As I cleaned out my closet today I came across all sorts of things. Bows I forgot I had, pants that no longer fit and random papers with notes I had long ago forgotten writing. I hate cleaning. I hate throwing things away, I hate how messy my normally clean room looks when I am attempting to organize what I actually need and what is
As I sent my mom a picture of the chaos that my room had become, I couldn't help but become reflective. Getting rid of jeans that were two sizes too big made me remember when I had to buy them big just to be able to button them on my own. Re hanging my glitter tops made me realize just how much I have always loved things that sparkle.
And I couldn't help but think life is a lot like cleaning out your closet. There are some parts of it you wish you could forget. Some ripped and tattered things you wish weren't in there. And there are some you wish you could hold onto forever. That skirt may not fit anymore but I sure felt comfortable in it once. And that jacket I'm supposed to wear makes me super uncomfortable but I probably need to give it a chance. In order to make room for new clothes you have to get rid of old ones.
Life is like that. In order to get whatever God has for me I have to let go of whatever I'm holding to, even if it is something I absolutely love that isn't what He has for me.
I had all these dreams. I was going to move to New York, or Africa, or Kalamazoo,,,anywhere but here. I was going to be independent....completely. Just me, a subway station and a random Russian novelist, and it was going to be great. It became my go to daydream.
As I cleaned out my closet today I cried. Because I don't daydream anymore. Not because I don't want too, but because I don't know what to dream of, I don't know what I want life to look like.

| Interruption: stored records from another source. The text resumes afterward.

// Holler — HTTP wire types
//
// Payload structs for the broker API plus the error type the handlers
// return. Required fields are `Option`s so a missing field produces a 400
// naming the field instead of an opaque deserialization error.

use axum::http::StatusCode;
use axum::response::{IntoResponse, Response};
use axum::Json;
use serde::{Deserialize, Serialize};
use serde_json::json;
use thiserror::Error;

use crate::store::{RequestType, StoreError};

/// Body of `POST /api/ask`. Also what the caller CLI serializes.
#[derive(Debug, Clone, Default, Serialize, Deserialize)]
pub struct AskPayload {
    #[serde(skip_serializing_if = "Option::is_none")]
    pub question: Option<String>,
    #[serde(skip_serializing_if = "Option::is_none")]
    pub context: Option<String>,
    #[serde(skip_serializing_if = "Option::is_none")]
    pub agent: Option<String>,
    #[serde(skip_serializing_if = "Option::is_none")]
    pub task: Option<String>,
    #[serde(default)]
    pub request_type: RequestType,
    #[serde(skip_serializing_if = "Option::is_none")]
    pub command: Option<String>,
}

/// Body of `POST /api/answer`.
#[derive(Debug, Clone, Default, Serialize, Deserialize)]
pub struct AnswerPayload {
    pub id: Option<String>,
    pub answer: Option<String>,
}

/// Errors a handler can return, mapped onto the response taxonomy:
/// validation problems are 400, lookup misses 404, admission refusals 429.
#[derive(Debug, Error)]
pub enum ApiError {
    #[error("{0}")]
    Validation(String),

    #[error("{0}")]
    NotFound(&'static str),

    #[error("too many pending requests")]
    Backpressure,
}

impl ApiError {
    fn status(&self) -> StatusCode {
        match self {
            Self::Validation(_) => StatusCode::BAD_REQUEST,
            Self::NotFound(_) => StatusCode::NOT_FOUND,
            Self::Backpressure => StatusCode::TOO_MANY_REQUESTS,
        }
    }
}

impl IntoResponse for ApiError {
    fn into_response(self) -> Response {
        (self.status(), Json(json!({ "error": self.to_string() }))).into_response()
    }
}

impl From<StoreError> for ApiError {
    fn from(err: StoreError) -> Self {
        match err {
            StoreError::MissingCommand => Self::Validation(err.to_string()),
            StoreError::PendingCapacity => Self::Backpressure,
        }
    }
}

// ─── Tests ───────────────────────────────────────────────────────────────────
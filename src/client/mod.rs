// Holler — Broker client
//
// The caller side: a thin reqwest wrapper used by the CLI to create a
// request and poll it until a human answers. All waiting lives here, in
// the client; the broker itself never blocks on a human.

mod launcher;

use std::time::Duration;

use serde_json::Value;

use crate::error::HollerError;
use crate::server::protocol::AskPayload;
use crate::store::{Request, RequestStatus};

pub use launcher::{ensure_broker, is_broker_running};

/// Cadence of the status polling loop.
pub const POLL_INTERVAL: Duration = Duration::from_secs(1);

/// Per-call HTTP timeout. Distinct from the polling deadline.
const HTTP_TIMEOUT: Duration = Duration::from_secs(5);

pub struct BrokerClient {
    base_url: String,
    http: reqwest::Client,
}

impl BrokerClient {
    pub fn new(port: u16) -> Result<Self, HollerError> {
        let http = reqwest::Client::builder().timeout(HTTP_TIMEOUT).build()?;
        Ok(Self {
            base_url: format!("http://127.0.0.1:{port}"),
            http,
        })
    }

    /// Where the human answers; printed for the caller.
    pub fn base_url(&self) -> &str {
        &self.base_url
    }

    /// Create a request on the broker and return its id.
    pub async fn create(&self, payload: &AskPayload) -> Result<String, HollerError> {
        let response = self
            .http
            .post(format!("{}/api/ask", self.base_url))
            .json(payload)
            .send()
            .await?;

        let status = response.status();
        let body: Value = response.json().await?;
        if !status.is_success() {
            let message = body["error"]
                .as_str()
                .unwrap_or("unexpected broker response")
                .to_string();
            return Err(HollerError::Broker(message));
        }

        body["id"]
            .as_str()
            .map(str::to_string)
            .ok_or_else(|| HollerError::Broker("broker response missing id".to_string()))
    }

    /// Fetch a request's full record. `None` when the broker does not know
    /// the id (or it has been evicted).
    pub async fn status(&self, id: &str) -> Result<Option<Request>, HollerError> {
        let response = self
            .http
            .get(format!("{}/api/status/{id}", self.base_url))
            .send()
            .await?;
        if response.status() == reqwest::StatusCode::NOT_FOUND {
            return Ok(None);
        }
        Ok(Some(response.error_for_status()?.json().await?))
    }

    /// All requests currently pending on the broker.
    pub async fn pending(&self) -> Result<Vec<Request>, HollerError> {
        Ok(self
            .http
            .get(format!("{}/api/pending", self.base_url))
            .send()
            .await?
            .error_for_status()?
            .json()
            .await?)
    }

    /// Poll until the request is answered or `timeout` elapses. Transient
    /// transport errors count the same as an unanswered poll; the next tick
    /// retries. `None` means the deadline passed.
    pub async fn wait_for_answer(&self, id: &str, timeout: Duration) -> Option<Request> {
        let deadline = tokio::time::Instant::now() + timeout;
        while tokio::time::Instant::now() < deadline {
            if let Ok(Some(request)) = self.status(id).await {
                if request.status == RequestStatus::Answered {
                    return Some(request);
                }
            }
            tokio::time::sleep(POLL_INTERVAL).await;
        }
        None
    }
}
// Holler — CLI Command Handlers
//
// Each function handles one CLI subcommand. `ask` and `permit` share the
// create-then-poll flow; only the interpretation of the answer differs.
// The broker never waits for a human; all waiting happens here.

use std::sync::Arc;
use std::time::Duration;

use chrono::Utc;

use crate::client::{ensure_broker, is_broker_running, BrokerClient};
use crate::error::HollerError;
use crate::notify::DesktopNotify;
use crate::server::protocol::AskPayload;
use crate::server::{self, ServeConfig};
use crate::store::{Decision, Request, RequestStore, RequestType};

use super::Commands;

/// Execute the parsed CLI command.
pub async fn execute(command: Commands) -> Result<(), HollerError> {
    match command {
        Commands::Ask {
            question,
            context,
            agent,
            task,
            timeout,
            port,
        } => {
            let payload = AskPayload {
                question: Some(question),
                context,
                agent,
                task,
                request_type: RequestType::Question,
                command: None,
            };
            cmd_ask(payload, timeout, port).await
        }
        Commands::Permit {
            question,
            command,
            context,
            agent,
            task,
            timeout,
            port,
        } => {
            let payload = AskPayload {
                question: Some(question),
                context,
                agent,
                task,
                request_type: RequestType::Permission,
                command: Some(command),
            };
            cmd_ask(payload, timeout, port).await
        }
        Commands::Status { port } => cmd_status(port).await,
        Commands::Serve { port, idle_timeout } => cmd_serve(port, idle_timeout).await,
    }
}

// ─── Ask / Permit ────────────────────────────────────────────────────────────

async fn cmd_ask(payload: AskPayload, timeout: u64, port: u16) -> Result<(), HollerError> {
    ensure_broker(port)?;

    let client = BrokerClient::new(port)?;
    let id = client.create(&payload).await?;
    eprintln!("holler: respond at {}", client.base_url());

    let answered = client
        .wait_for_answer(&id, Duration::from_secs(timeout))
        .await
        .ok_or(HollerError::Timeout)?;

    report_answer(&answered)
}

/// Turn the answered record into output and an exit status: plain answers
/// are printed, permission verdicts become exit codes.
fn report_answer(request: &Request) -> Result<(), HollerError> {
    match request.request_type {
        RequestType::Question => {
            println!("{}", request.answer.as_deref().unwrap_or_default());
            Ok(())
        }
        RequestType::Permission => match request.verdict() {
            Some(verdict) if verdict.decision == Decision::Approved => {
                if verdict.comment.is_empty() {
                    println!("approved");
                } else {
                    println!("approved: {}", verdict.comment);
                }
                Ok(())
            }
            Some(verdict) => Err(HollerError::Denied {
                comment: verdict.comment,
            }),
            // An answer that is not a verdict payload fails closed.
            None => Err(HollerError::Denied {
                comment: request.answer.clone().unwrap_or_default(),
            }),
        },
    }
}

// ─── Status ──────────────────────────────────────────────────────────────────

async fn cmd_status(port: u16) -> Result<(), HollerError> {
    if !is_broker_running(port) {
        println!("No broker running.");
        return Ok(());
    }

    let client = BrokerClient::new(port)?;
    let pending = client.pending().await?;

    if pending.is_empty() {
        println!("No pending requests.");
        return Ok(());
    }

    for request in &pending {
        let agent = request.agent.as_deref().unwrap_or("unknown");
        let age = (Utc::now() - request.created_at).num_seconds().max(0);
        println!("  [{agent}] ({age}s ago) {}", request.question);
    }

    Ok(())
}

// ─── Serve ───────────────────────────────────────────────────────────────────

async fn cmd_serve(port: u16, idle_timeout: u64) -> Result<(), HollerError> {
    let config = ServeConfig {
        port,
        idle_timeout_secs: idle_timeout,
    };
    let store = Arc::new(RequestStore::new());
    server::run(config, store, Arc::new(DesktopNotify)).await?;
    Ok(())
}
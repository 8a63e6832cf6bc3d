use mongodb::{Client, Database};

use crate::errors::Result;

pub async fn get_db_client(database_url: &str, db_name: &str) -> Result<(Client, Database)> {
    let client = Client::with_uri_str(database_url).await?;
    let db = client.database(db_name);

    // Verify the database is reachable by listing collections
    match db.list_collection_names().await {
        Ok(collections) => {
            tracing::info!("✅ Connected to database: {}", db_name);
            tracing::info!("📂 Collections found: {:?}", collections);

            if !collections.iter().any(|name| name == "pools") {
                tracing::warn!("⚠️ 'pools' collection not found in database");
            }
        }
        Err(e) => {
            tracing::error!("❌ Database '{}' may not exist or is inaccessible: {}", db_name, e);
            return Err(e.into());
        }
    }

    Ok((client, db))
}
use axum::{extract::State, response::Json};
use serde_json::{json, Value};

use crate::state::AppState;

pub async fn health_check() -> Json<Value> {
    Json(json!({
        "status": "healthy",
        "timestamp": chrono::Utc::now().to_rfc3339(),
    }))
}

pub async fn api_health_check(State(state): State<AppState>) -> Json<Value> {
    let store_status = match state.store.ping().await {
        Ok(()) => "connected",
        Err(err) => {
            tracing::warn!("Store ping failed: {}", err);
            "disconnected"
        }
    };

    Json(json!({
        "status": "healthy",
        "database": store_status,
        "pendingAutosaves": state.autosave.pending_count(),
        "timestamp": chrono::Utc::now().to_rfc3339(),
    }))
}
// config.rs
use std::env;
use std::time::Duration;

use crate::errors::{AppError, Result};

pub const DEFAULT_DATABASE_NAME: &str = "rugby_pools";
pub const DEFAULT_PORT: u16 = 10000;
pub const DEFAULT_AUTOSAVE_DELAY_MS: u64 = 500;

#[derive(Debug, Clone, Copy, PartialEq, Eq)]
pub enum StoreBackend {
    Mongo,
    Memory,
}

#[derive(Debug, Clone)]
pub struct AppConfig {
    pub store_backend: StoreBackend,
    pub database_url: Option<String>,
    pub database_name: String,
    pub jwt_secret: String,
    pub host: String,
    pub port: u16,
    pub autosave_delay: Duration,
}

impl AppConfig {
    pub fn from_env() -> Result<Self> {
        dotenvy::dotenv().ok();
        Self::from_lookup(|key| env::var(key).ok())
    }

    pub fn from_lookup(lookup: impl Fn(&str) -> Option<String>) -> Result<Self> {
        let store_backend = match lookup("STORE_BACKEND").as_deref() {
            None | Some("mongo") => StoreBackend::Mongo,
            Some("memory") => StoreBackend::Memory,
            Some(other) => {
                return Err(AppError::configuration(format!(
                    "STORE_BACKEND must be `mongo` or `memory`, got `{other}`"
                )))
            }
        };

        let database_url = lookup("DATABASE_URL").filter(|url| !url.is_empty());
        if store_backend == StoreBackend::Mongo && database_url.is_none() {
            return Err(AppError::configuration("DATABASE_URL must be set"));
        }

        let jwt_secret = lookup("JWT_SECRET")
            .filter(|secret| !secret.is_empty())
            .ok_or_else(|| AppError::configuration("JWT_SECRET must be set"))?;

        let port = match lookup("PORT") {
            Some(port) => port
                .parse()
                .map_err(|_| AppError::configuration(format!("PORT must be a number, got `{port}`")))?,
            None => DEFAULT_PORT,
        };

        let autosave_delay_ms = match lookup("AUTOSAVE_DELAY_MS") {
            Some(delay) => delay.parse().map_err(|_| {
                AppError::configuration(format!("AUTOSAVE_DELAY_MS must be a number, got `{delay}`"))
            })?,
            None => DEFAULT_AUTOSAVE_DELAY_MS,
        };

        Ok(AppConfig {
            store_backend,
            database_url,
            database_name: lookup("DATABASE_NAME")
                .unwrap_or_else(|| DEFAULT_DATABASE_NAME.to_string()),
            jwt_secret,
            host: lookup("HOST").unwrap_or_else(|| "0.0.0.0".to_string()),
            port,
            autosave_delay: Duration::from_millis(autosave_delay_ms),
        })
    }

    pub fn bind_address(&self) -> String {
        format!("{}:{}", self.host, self.port)
    }
}
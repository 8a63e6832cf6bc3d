pub mod autosave;
pub mod fixtures;
pub mod pick_store;
pub mod pool_directory;
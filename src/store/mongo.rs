use async_trait::async_trait;
use bson::{doc, Document};
use futures_util::{StreamExt, TryStreamExt};
use mongodb::{
    error::ErrorKind,
    options::FullDocumentType,
    Client, ClientSession, Collection, Database,
};
use tokio::sync::mpsc;
use tokio_util::sync::CancellationToken;

use super::{
    CollectionPath, DocPath, DocumentStore, Query, Snapshot, StoreError, StoredDocument,
    Subscription, WriteBatch, WriteOp,
};

const ID_FIELD: &str = "_id";
const COLLECTION_FIELD: &str = "_collection";

fn map_mongo_error(err: mongodb::error::Error) -> StoreError {
    match err.kind.as_ref() {
        ErrorKind::ServerSelection { .. } | ErrorKind::Io(_) => {
            StoreError::Unavailable(err.to_string())
        }
        _ => StoreError::Backend(err.to_string()),
    }
}

fn encode(path: &DocPath, mut data: Document) -> Document {
    data.insert(ID_FIELD, path.to_string());
    data.insert(COLLECTION_FIELD, path.collection().as_str());
    data
}

fn decode(collection: &CollectionPath, mut data: Document) -> Option<StoredDocument> {
    let stored_id = data.get_str(ID_FIELD).ok()?.to_string();
    let prefix = format!("{}/", collection);
    let id = stored_id.strip_prefix(&prefix)?.to_string();
    data.remove(ID_FIELD);
    data.remove(COLLECTION_FIELD);
    Some(StoredDocument { id, data })
}

fn query_filter(query: &Query) -> Document {
    let mut filter = doc! { COLLECTION_FIELD: query.collection().as_str() };
    for (field, value) in query.filters() {
        filter.insert(field.clone(), value.clone());
    }
    filter
}

fn change_stream_match(query: &Query) -> Document {
    let mut filter = Document::new();
    filter.insert(
        format!("fullDocument.{COLLECTION_FIELD}"),
        query.collection().as_str(),
    );
    for (field, value) in query.filters() {
        filter.insert(format!("fullDocument.{field}"), value.clone());
    }
    doc! { "$match": filter }
}

// `_id` holds the full document path and `_collection` the collection path,
// so nested collections share one physical collection per kind. Batches and
// subscriptions need a replica set.
#[derive(Clone)]
pub struct MongoStore {
    client: Client,
    db: Database,
}

impl MongoStore {
    pub fn new(client: Client, db: Database) -> Self {
        MongoStore { client, db }
    }

    fn collection(&self, path: &CollectionPath) -> Collection<Document> {
        self.db.collection(path.kind())
    }

    async fn apply(
        &self,
        op: WriteOp,
        session: &mut ClientSession,
    ) -> mongodb::error::Result<()> {
        let collection = self.collection(op.path().collection());
        match op {
            WriteOp::Set { path, data } => {
                collection
                    .replace_one(doc! { ID_FIELD: path.to_string() }, encode(&path, data))
                    .upsert(true)
                    .session(&mut *session)
                    .await?;
            }
            WriteOp::Merge { path, mut data } => {
                data.insert(COLLECTION_FIELD, path.collection().as_str());
                collection
                    .update_one(doc! { ID_FIELD: path.to_string() }, doc! { "$set": data })
                    .upsert(true)
                    .session(&mut *session)
                    .await?;
            }
            WriteOp::Increment { path, field, by } => {
                collection
                    .update_one(
                        doc! { ID_FIELD: path.to_string() },
                        doc! {
                            "$inc": { field: by },
                            "$setOnInsert": { COLLECTION_FIELD: path.collection().as_str() },
                        },
                    )
                    .upsert(true)
                    .session(&mut *session)
                    .await?;
            }
        }
        Ok(())
    }
}

#[async_trait]
impl DocumentStore for MongoStore {
    async fn get(&self, path: &DocPath) -> Result<Option<Document>, StoreError> {
        let found = self
            .collection(path.collection())
            .find_one(doc! { ID_FIELD: path.to_string() })
            .await
            .map_err(map_mongo_error)?;

        Ok(found
            .and_then(|data| decode(path.collection(), data))
            .map(|stored| stored.data))
    }

    async fn query(&self, query: &Query) -> Result<Snapshot, StoreError> {
        let cursor = self
            .collection(query.collection())
            .find(query_filter(query))
            .sort(doc! { ID_FIELD: 1 })
            .await
            .map_err(map_mongo_error)?;
        let documents: Vec<Document> = cursor.try_collect().await.map_err(map_mongo_error)?;

        Ok(documents
            .into_iter()
            .filter_map(|data| decode(query.collection(), data))
            .collect())
    }

    async fn commit(&self, batch: WriteBatch) -> Result<(), StoreError> {
        let ops = batch.len();
        let mut session = self.client.start_session().await.map_err(map_mongo_error)?;
        session.start_transaction().await.map_err(map_mongo_error)?;

        for op in batch.into_ops() {
            if let Err(err) = self.apply(op, &mut session).await {
                tracing::warn!("Aborting transaction after failed write: {}", err);
                if let Err(abort_err) = session.abort_transaction().await {
                    tracing::error!("Failed to abort transaction: {}", abort_err);
                }
                return Err(map_mongo_error(err));
            }
        }

        session.commit_transaction().await.map_err(map_mongo_error)?;
        tracing::debug!(ops, "mongo batch committed");
        Ok(())
    }

    async fn subscribe(&self, query: Query) -> Result<Subscription, StoreError> {
        // Open the change stream before reading the initial snapshot so no
        // write can fall between the two.
        let mut changes = self
            .collection(query.collection())
            .watch()
            .pipeline([change_stream_match(&query)])
            .full_document(FullDocumentType::UpdateLookup)
            .await
            .map_err(map_mongo_error)?;

        let initial = self.query(&query).await?;
        let (tx, rx) = mpsc::unbounded_channel();
        tx.send(Ok(initial)).map_err(|_| StoreError::Closed)?;

        let cancel = CancellationToken::new();
        let token = cancel.clone();
        let store = self.clone();
        tokio::spawn(async move {
            loop {
                tokio::select! {
                    _ = token.cancelled() => break,
                    event = changes.next() => match event {
                        Some(Ok(_)) => {
                            let snapshot = store.query(&query).await;
                            if tx.send(snapshot).is_err() {
                                break;
                            }
                        }
                        Some(Err(err)) => {
                            tracing::error!("Change stream failed for {}: {}", query.collection(), err);
                            let _ = tx.send(Err(map_mongo_error(err)));
                            break;
                        }
                        None => break,
                    }
                }
            }
            tracing::debug!(collection = %query.collection(), "mongo subscription closed");
        });

        Ok(Subscription::new(rx, cancel))
    }

    async fn ping(&self) -> Result<(), StoreError> {
        self.db
            .run_command(doc! { "ping": 1 })
            .await
            .map(|_| ())
            .map_err(map_mongo_error)
    }
}

#[cfg(test)]
mod tests {
    use super::*;

    fn members() -> CollectionPath {
        CollectionPath::root("pools").doc("p1").child("members")
    }

    #[test]
    fn encoded_documents_carry_their_path() {
        let path = members().doc("u1");
        let encoded = encode(&path, doc! { "displayName": "Ana" });

        assert_eq!(encoded.get_str("_id").expect("id"), "pools/p1/members/u1");
        assert_eq!(encoded.get_str("_collection").expect("collection"), "pools/p1/members");
        assert_eq!(encoded.get_str("displayName").expect("name"), "Ana");
    }

    #[test]
    fn decode_strips_bookkeeping_fields() {
        let path = members().doc("u1");
        let stored = decode(path.collection(), encode(&path, doc! { "displayName": "Ana" }))
            .expect("decodes");

        assert_eq!(stored.id, "u1");
        assert_eq!(stored.data, doc! { "displayName": "Ana" });
    }

    #[test]
    fn decode_rejects_documents_from_other_collections() {
        let other = CollectionPath::root("pools").doc("p2").child("members").doc("u1");
        assert!(decode(&members(), encode(&other, doc! {})).is_none());
    }

    #[test]
    fn filters_are_scoped_to_the_collection_path() {
        let query = Query::all(members()).where_eq("displayName", "Ana");

        assert_eq!(
            query_filter(&query),
            doc! { "_collection": "pools/p1/members", "displayName": "Ana" }
        );
        assert_eq!(
            change_stream_match(&query),
            doc! { "$match": {
                "fullDocument._collection": "pools/p1/members",
                "fullDocument.displayName": "Ana",
            } }
        );
    }
}
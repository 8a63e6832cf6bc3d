// src/errors.rs
use axum::{
    http::StatusCode,
    response::{IntoResponse, Response},
    Json,
};
use serde_json::json;
use thiserror::Error;

use crate::store::StoreError;

#[derive(Error, Debug)]
pub enum AppError {
    #[error("MongoDB error: {0}")]
    MongoDB(#[from] mongodb::error::Error),

    #[error("Store error: {0}")]
    Store(#[from] StoreError),

    #[error("IO error: {0}")]
    Io(#[from] std::io::Error),

    #[error("Validation error: {0}")]
    ValidationError(String),

    #[error("Failed to generate unique join code after {0} attempts")]
    JoinCodeExhausted(usize),

    #[error("You are already a member of this pool")]
    AlreadyMember,

    #[error("Not found: {0}")]
    NotFound(String),

    #[error("Authentication error")]
    AuthError,

    #[error("Unauthorized access")]
    Unauthorized,

    #[error("Configuration error: {0}")]
    ConfigurationError(String),
}

impl IntoResponse for AppError {
    fn into_response(self) -> Response {
        let (status, error_message) = match &self {
            AppError::MongoDB(_) => (StatusCode::INTERNAL_SERVER_ERROR, "Database error"),
            AppError::Store(StoreError::Unavailable(_)) => {
                (StatusCode::SERVICE_UNAVAILABLE, "Service unavailable")
            }
            AppError::Store(_) => (StatusCode::INTERNAL_SERVER_ERROR, "Database error"),
            AppError::Io(_) => (StatusCode::INTERNAL_SERVER_ERROR, "IO error"),
            AppError::ValidationError(_) => (StatusCode::BAD_REQUEST, "Validation failed"),
            AppError::JoinCodeExhausted(_) => (StatusCode::CONFLICT, "Join code unavailable"),
            AppError::AlreadyMember => (StatusCode::CONFLICT, "Already a member"),
            AppError::NotFound(_) => (StatusCode::NOT_FOUND, "Not found"),
            AppError::AuthError => (StatusCode::UNAUTHORIZED, "Authentication failed"),
            AppError::Unauthorized => (StatusCode::FORBIDDEN, "Unauthorized access"),
            AppError::ConfigurationError(_) => {
                (StatusCode::INTERNAL_SERVER_ERROR, "Configuration error")
            }
        };

        if status.is_server_error() {
            tracing::error!("{}", self);
        }

        // Store and database internals stay in the logs.
        let message = if status.is_server_error() {
            error_message.to_string()
        } else {
            self.to_string()
        };

        let body = Json(json!({
            "error": error_message,
            "message": message,
            "success": false,
            "timestamp": chrono::Utc::now().to_rfc3339(),
        }));

        (status, body).into_response()
    }
}

impl From<validator::ValidationErrors> for AppError {
    fn from(err: validator::ValidationErrors) -> Self {
        AppError::ValidationError(err.to_string())
    }
}

impl From<jsonwebtoken::errors::Error> for AppError {
    fn from(err: jsonwebtoken::errors::Error) -> Self {
        tracing::debug!("Rejected bearer token: {}", err);
        AppError::AuthError
    }
}

// Helper conversion functions
impl AppError {
    pub fn invalid_data(msg: impl Into<String>) -> Self {
        AppError::ValidationError(msg.into())
    }

    pub fn not_found(msg: impl Into<String>) -> Self {
        AppError::NotFound(msg.into())
    }

    pub fn configuration(msg: impl Into<String>) -> Self {
        AppError::ConfigurationError(msg.into())
    }
}

pub type Result<T> = std::result::Result<T, AppError>;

And as I cried, I felt the Lord whisper, "Finally! Finally you are completely you. Vulnerable and strong and happy and hurting all at once. Finally you are living, not just existing. And finally, finally you can stop dreaming your self-protective, self-destructive, dreams and ask Me for dreams.
And it hit me, only a handful of times in this entire awakening process have I asked Him. really truly asked Him what I'm supposed to dream of. Because I'm scared. I'm scared He will call me to stay when I want to go, or go when I want to stay. I'm scared He will ask me to engage instead of isolate and share myself instead of mask myself. I'm scared, Because I finally see my life is not mine. I gave it to Him.
And He dreams bigger than I ever could. I know it. And right now, let's just be real, I am a hot mess.
But as I thought about it I realized, I have a choice.
I trust Him, or I don't. I took my vows to Him seriously, or I didn't.
So today, I choose Him. I choose His dreams over mine. I choose life and blessings even if it means laying down everything I ever thought I wanted.
And tomorrow I will choose Him all over again.
And there will be tears and anger and questions and "What am I thinking?" moments. But there will also be "This is everything I never knew I always wanted" moments.
Life gets messy before it gets beautiful.